Sunset over the Manhattan skyline, you sit in a 21st-floor office and watch the golden light illuminate the skyscrapers. Remember a Port Authority office where you got no work done for all the staring across rooftops you did. It's been too long. Here is my city. This is what you came for, this is the lifeblood that beats inside you, steady, joyous. 

You stand on the subway platform feeling alive, it pulses through you, sets the misaligned boulders straight, how simple everything when the answers are right. You knew that. You had only forgotten. We are not as broken as we think.

It's only, 
life gets in the way
of living.  

Thursday, March 19, 2026

The Patience

You wake in a sweat, the radiators tripping over themselves to be useful, you wish you felt the same. Instead, the heat drags you through a daze in the morning, the outside freeze like a cruel reminder you have no power. They say the crocus is in bloom in the botanical gardens but you cannot feel in your chest what you have not seen with your own eyes, this is the problem with hope, it needs something to hold on to. 

But then, so do you. 

It occurs to you that perhaps you are not yet out of the woods, that you are hanging on by that final thread before the path turns and the trees clear. Perhaps this doesn't mean redemption didn't come for you, only that you expected it too soon. Expected it with the early morning dawn and hints of green buds in the tree pits. 

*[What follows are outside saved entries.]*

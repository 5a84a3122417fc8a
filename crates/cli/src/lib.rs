//! `ai-audit`: multi-persona LLM code review from the command line.

use anyhow::{Context as AnyhowContext, Result};
use audit_inference::InferenceClient;
use audit_pipeline::{Pipeline, Severity};
use clap::{Args, Parser, Subcommand};
use std::path::PathBuf;

pub mod settings;

use settings::Settings;

#[derive(Parser)]
#[command(name = "ai-audit")]
#[command(about = "Review source code with LLM personas", long_about = None)]
#[command(version)]
struct Cli {
    #[command(subcommand)]
    command: Commands,

    /// Enable verbose logging
    #[arg(short, long, global = true)]
    verbose: bool,

    /// Quiet mode: log only warnings/errors
    #[arg(short, long, global = true)]
    quiet: bool,

    /// Simultaneous model calls (overrides AI_AUDIT_CONCURRENCY)
    #[arg(long, global = true)]
    concurrency: Option<usize>,

    /// Character ceiling for chunks and prompts (overrides AI_AUDIT_CHAR_LIMIT)
    #[arg(long, global = true)]
    char_limit: Option<usize>,
}

#[derive(Subcommand)]
enum Commands {
    /// Audit a file or every supported file below a directory
    Audit(AuditArgs),

    /// Extract the design rationale of each function and class
    #[command(name = "extract-why")]
    ExtractWhy(ExtractWhyArgs),

    /// Show stored design rationale
    #[command(name = "list-why")]
    ListWhy(ListWhyArgs),

    /// Review the architecture of a directory from file skeletons
    #[command(name = "review-architecture")]
    ReviewArchitecture(ReviewArchitectureArgs),

    /// Generate internal and external design documents
    #[command(name = "design-doc")]
    DesignDoc(DesignDocArgs),

    /// Print the effective configuration as JSON
    Config,
}

#[derive(Args)]
struct AuditArgs {
    /// File or directory to audit
    path: PathBuf,

    /// Ignore cached results and ask the model again
    #[arg(long)]
    force: bool,

    /// Write artifacts here instead of next to the sources
    #[arg(long)]
    output_dir: Option<PathBuf>,
}

#[derive(Args)]
struct ExtractWhyArgs {
    dir: PathBuf,

    /// Re-extract chunks that already have rationale
    #[arg(long)]
    force: bool,
}

#[derive(Args)]
struct ListWhyArgs {
    dir: PathBuf,

    /// Only entries whose chunk id or text contains this (case-insensitive)
    #[arg(long)]
    filter: Option<String>,
}

#[derive(Args)]
struct ReviewArchitectureArgs {
    dir: PathBuf,

    /// Write the Markdown review to this file instead of stdout
    #[arg(short, long)]
    output: Option<PathBuf>,
}

#[derive(Args)]
struct DesignDocArgs {
    dir: PathBuf,

    /// Directory for the design documents (default: the audited directory)
    #[arg(long)]
    output_dir: Option<PathBuf>,

    /// Regenerate both documents from scratch
    #[arg(long)]
    force: bool,
}

pub async fn main_entry() -> Result<()> {
    let cli = Cli::parse();

    let mut builder =
        env_logger::Builder::from_env(env_logger::Env::default().default_filter_or("info"));
    if cli.quiet {
        builder.filter_level(log::LevelFilter::Warn);
    } else if cli.verbose {
        builder.filter_level(log::LevelFilter::Debug);
    }
    // HTTP client internals are noisy below warn
    builder.filter_module("reqwest", log::LevelFilter::Warn);
    builder.filter_module("hyper", log::LevelFilter::Warn);
    builder.target(env_logger::Target::Stderr).init();

    let settings = Settings::load()?.with_overrides(cli.concurrency, cli.char_limit);

    if let Commands::Config = cli.command {
        println!("{}", serde_json::to_string_pretty(&settings.to_masked_json())?);
        return Ok(());
    }

    let pipeline = open_pipeline(&settings).await?;
    let outcome = match cli.command {
        Commands::Audit(args) => run_audit(&pipeline, args).await,
        Commands::ExtractWhy(args) => run_extract_why(&pipeline, args).await,
        Commands::ListWhy(args) => run_list_why(&pipeline, args).await,
        Commands::ReviewArchitecture(args) => run_review_architecture(&pipeline, args).await,
        Commands::DesignDoc(args) => run_design_doc(&pipeline, args).await,
        Commands::Config => Ok(()),
    };

    let stats = pipeline.stats();
    log::debug!(
        "Model calls: {}, cache hits: {}, processing errors: {}",
        stats.calls,
        stats.cache_hits,
        stats.processing_errors
    );
    if let Err(e) = pipeline.close().await {
        log::warn!("Failed to close the cache: {e}");
    }
    outcome
}

async fn open_pipeline(settings: &Settings) -> Result<Pipeline> {
    let model = settings.model_config()?;
    log::info!("Model {} at {}", model.model_name, model.api_base_url);
    let client = InferenceClient::new(model).context("Failed to create the model client")?;
    Pipeline::open(settings.pipeline_config(), client)
        .await
        .with_context(|| format!("Failed to open data dir {}", settings.data_dir.display()))
}

async fn run_audit(pipeline: &Pipeline, args: AuditArgs) -> Result<()> {
    let output_dir = args.output_dir.as_deref();
    if args.path.is_file() {
        let audited = pipeline
            .audit_single(&args.path, args.force, output_dir)
            .await
            .with_context(|| format!("Audit of {} failed", args.path.display()))?;
        match audited {
            None => println!("{}: nothing to audit", args.path.display()),
            Some((result, artifact)) => {
                println!(
                    "{}: {} issues ({} high) in {} chunks",
                    result.source_file.display(),
                    result.total_issues,
                    result.high_severity(),
                    result.chunks.len()
                );
                for chunk in &result.chunks {
                    for issue in chunk.issues.iter().filter(|i| i.severity == Severity::High) {
                        println!(
                            "  line {}: [{}] {}",
                            issue.absolute_line.unwrap_or(chunk.start_line + 1),
                            issue.issue_type,
                            issue.description
                        );
                    }
                }
                println!("Report: {}", artifact.display());
            }
        }
        return Ok(());
    }

    let summary = pipeline
        .audit_directory(&args.path, args.force, output_dir)
        .await
        .with_context(|| format!("Audit of {} failed", args.path.display()))?;
    println!(
        "Audited {}/{} files ({} skipped, {} failed): {} issues, {} high",
        summary.audited_files,
        summary.total_files,
        summary.skipped_files,
        summary.failed.len(),
        summary.total_issues,
        summary.high_severity_total
    );
    for file in summary.files.iter().filter(|f| f.total_issues > 0).take(10) {
        println!("  {:>4}  {}", file.total_issues, file.file);
    }
    for failed in &summary.failed {
        eprintln!("  failed: {} ({})", failed.file, failed.reason);
    }
    println!("Summary: {}", summary.summary_path.display());
    Ok(())
}

async fn run_extract_why(pipeline: &Pipeline, args: ExtractWhyArgs) -> Result<()> {
    let report = pipeline
        .extract_rationale(&args.dir, args.force)
        .await
        .with_context(|| format!("Rationale extraction for {} failed", args.dir.display()))?;
    println!(
        "Extracted {}, skipped {}, failed {}; {} entries in {}",
        report.extracted,
        report.skipped,
        report.failed,
        report.total_entries,
        report.store_path.display()
    );
    Ok(())
}

async fn run_list_why(pipeline: &Pipeline, args: ListWhyArgs) -> Result<()> {
    let entries = pipeline
        .list_rationale(&args.dir, args.filter.as_deref())
        .await
        .with_context(|| format!("Failed to read rationale for {}", args.dir.display()))?;
    if entries.is_empty() {
        println!("No rationale stored for {}", args.dir.display());
        return Ok(());
    }
    for entry in entries {
        println!("## {} ({})\n\n{}\n", entry.chunk_id, entry.kind, entry.rationale.trim());
    }
    Ok(())
}

async fn run_review_architecture(pipeline: &Pipeline, args: ReviewArchitectureArgs) -> Result<()> {
    let report = pipeline
        .review_architecture(&args.dir, args.output.as_deref())
        .await
        .with_context(|| format!("Architecture review of {} failed", args.dir.display()))?;
    match report.output_path {
        Some(path) => println!(
            "Reviewed {} files in {} batches: {}",
            report.file_count,
            report.batch_count,
            path.display()
        ),
        None => println!("{}", report.markdown),
    }
    Ok(())
}

async fn run_design_doc(pipeline: &Pipeline, args: DesignDocArgs) -> Result<()> {
    let report = pipeline
        .generate_design_doc(&args.dir, args.output_dir.as_deref(), args.force)
        .await
        .with_context(|| format!("Design document for {} failed", args.dir.display()))?;
    if report.stage1_skipped {
        println!("Reused {}", report.detail_path.display());
    } else {
        println!("Wrote {}", report.detail_path.display());
    }
    println!("Wrote {}", report.overview_path.display());
    Ok(())
}

#[cfg(test)]
mod tests {
    use super::*;
    use clap::CommandFactory;

    #[test]
    fn cli_definition_is_consistent() {
        Cli::command().debug_assert();
    }

    #[test]
    fn global_flags_after_subcommand() {
        let cli = Cli::try_parse_from([
            "ai-audit",
            "audit",
            "src",
            "--force",
            "--concurrency",
            "8",
            "--char-limit",
            "3000",
        ])
        .unwrap();
        assert_eq!(cli.concurrency, Some(8));
        assert_eq!(cli.char_limit, Some(3000));
        match cli.command {
            Commands::Audit(args) => {
                assert!(args.force);
                assert_eq!(args.path, PathBuf::from("src"));
                assert!(args.output_dir.is_none());
            }
            _ => panic!("expected audit"),
        }
    }

    #[test]
    fn review_architecture_short_output_flag() {
        let cli = Cli::try_parse_from(["ai-audit", "review-architecture", ".", "-o", "arch.md"]).unwrap();
        match cli.command {
            Commands::ReviewArchitecture(args) => assert_eq!(args.output, Some(PathBuf::from("arch.md"))),
            _ => panic!("expected review-architecture"),
        }
    }
}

You were always impatient for a resolution. Just wait a little longer. Hope is the thing with its feet firmly on the ground.  

Tuesday, March 17, 2026

Leaves Turned

Bright March sun after days of gloom is like a shot of adrenaline to your system, even as the winds from the sea run icy cold. You lap it up like you've been starving a lifetime, and perhaps you have. It's a simple joy, every year, and in an age where both simple and joy are hard to come by, it's fine to just take it. 

You know there'll come a time, soon, soon, when all you will want is to run. You know what May will grab you like a whirlwind and dance you into dawn, but in this brief moment, in this threshold month of March, you deliberate, question yourself. Is it possible the answer to do exactly the opposite of what you've done all these decades? Is it possible you could have everything you dreamed of if you only stayed put? 

The thing is, May will come, as it always does. 

And you'll never get the answer.  

Monday, March 16, 2026

Mondays

It rains and rains, but the air is warm, the bar is warmer still. Something about a living room outside your house, something about a place you've earned by building yourself into its foundation. Good things take time, this was always the way. You're too impatient, you're too unchained, you refuse to be relied upon but then here you are, longing for someone to rely on, looking for a soft place to land. You cannot have both. 

Twenty years you've given this city and you still act like you're still considering your options. Twenty years it's been the love of your life and you still panic at the idea of putting down your furniture. It's not an attractive feature, you know it. How shiny it looks from the outside. But how flighty up close, they retract their hands to keep from burning at your flame. 

I just thought we could build the roots in motion. 
Thought time could be what happened while you
were living.  

Sunday, March 15, 2026

Re:cur

The F train is waiting as you run down the stairs, a late night blessing from the city, don't think I don't see it. We had rambled down University like we were 23 again, but slipped into the old world hotel bar like we weren't. It's easy to be grateful for life when you are reminded of its finitude, easy to rejoice in friendships when they sit across from you. She uses carefully selected words from his medical charts, carefully sidestepping prognoses and lifespan and emphasizing breakthrough technologies, and you both let her because it is the right thing to do. 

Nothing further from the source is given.